As somebody who isn’t a black American, a similar example of representation of the Mammy, Jezebel, or Sapphire didn’t come to mind immediately. This is because I’m privileged in that as a non-black American, I’m not subjected to the same socialized and internalized racism that black Americans, particularly black women, and black transwomen, experience daily. I’m privileged in that my ignorance is due to it not affecting me. I’ll make it a point to find an article that discusses this topic further, written by a black American, that I can learn more from about how I can recognize these racist symbols to speak out against them. 

I believe the impact these images have on self-esteem and mental health of black Americans is two-pronged: 

1. The internalization of these symbols affects black Americans by: convincing them from a young age that portraying black Americans in generalized, racially prejudiced and sexist images is acceptable, while doing it to white people is not (not because one is outlawed and the other not, but rather because it is the case that in one circumstance, racial profiling and images are culturally accepted- which is apparent in the frequency and emphasis and prevalence of images that portray black Americans, and not images that portray non-black Americans in this manner).

2. The socialization and internalization of these images can lead to identity issues, issues with self-esteem, depression, and suicide.
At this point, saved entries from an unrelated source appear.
//! Error types for format adapters and the conversion pipeline.

use thiserror::Error;

use hueport_core::{MapError, ValidationError};

/// Errors that can occur while reading, converting or writing a scheme.
#[derive(Debug, Error)]
pub enum FormatError {
    /// File I/O failure.
    #[error("I/O error: {0}")]
    Io(#[from] std::io::Error),

    /// JSON serialization failure.
    #[error("JSON error: {0}")]
    Json(#[from] serde_json::Error),

    /// YAML serialization failure.
    #[error("YAML error: {0}")]
    Yaml(#[from] serde_yaml::Error),

    /// TOML serialization failure.
    #[error("TOML error: {0}")]
    Toml(#[from] toml::ser::Error),

    /// Property list serialization failure.
    #[error("plist error: {0}")]
    Plist(#[from] plist::Error),

    /// Input text could not be parsed as the named format.
    #[error("failed to parse {format} input: {message}")]
    Parse {
        format: &'static str,
        message: String,
    },

    /// No adapter is registered under the requested name.
    #[error("unknown format: {0}")]
    UnknownFormat(String),

    /// The mapping engine rejected a root value.
    #[error("mapping failed: {0}")]
    Mapping(#[from] MapError),

    /// A registered adapter schema failed static validation.
    #[error("invalid {format} schema: {errors:?}")]
    InvalidSchema {
        format: &'static str,
        errors: Vec<ValidationError>,
    },

    /// Configuration value is out of range or inconsistent.
    #[error("invalid config: {0}")]
    InvalidConfig(String),
}

/// Convenience alias for results with [`FormatError`].
pub type Result<T> = std::result::Result<T, FormatError>;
It is not the case that this kind of racism affects every black American the same way- but certainly I can imagine the statistics for disparities in diagnostic rates of specific psychiatric conditions. 

A form of sexism I’ve experienced in my personal life would be in the way I’ve personally witnessed, within the discipline of medicine, how women are perceived as less qualified as men. The “hi, when will the doctor be in?” or “wow, YOU’RE the doctor?” are examples of internalized sexism. Why do we immediately assume that, because the medical practitioner is a woman, she is not in a leadership position such as the practice lead or the primary investigator of the case?

I’ve learned how to navigate the history of patriarchy in our institutions in order to understand how I can assimilate my identities as a Muslim with my political identities- this has helped me to be able to discuss these institutions with a perspective that other Muslims may be able to identify with, in order to actively shift the dialog away from extreme traditionalism and fundamentalism in response to American liberalism. It is my belief that social liberalism and traditionalism in Islam are two apples from the same tree. I can go into more detail, but it would require a lot of background information and nuance that would shift the focus of this discussion away from the struggle of black Americans and black women (and women in general). 

Under the circumstances of my witnessing sexism manifested, I was young and believed my attending physicians when they (men) would tell me that my symptoms were psychosomatic- my cardiologist now is a woman of color, and I’ve never experienced better quality care and overall concern for my health from another person before. She has grit, brilliance, and a knack for being able to connect symptoms that I don’t even recognize as symptoms. Perhaps she understands the medical gaslighting I went through growing up (which I discuss further here) and works especially hard to make me feel understood, because as a woman of color, she experiences gaslighting on a daily basis in America. 

I’m unsure whether I’m qualified to state if one form of sexism is more harmful or dangerous than the other (with regards to hostile or benevolent sexism), due to their widely-misunderstood far-reaching effects on the individual and on society as a whole. I don’t think there is a debate, however, on whether they’re harmful to begin with. It’s clear as day how sexism manifests in ways that cripple our women, especially black Americans and women of color, economically, socially, and politically. 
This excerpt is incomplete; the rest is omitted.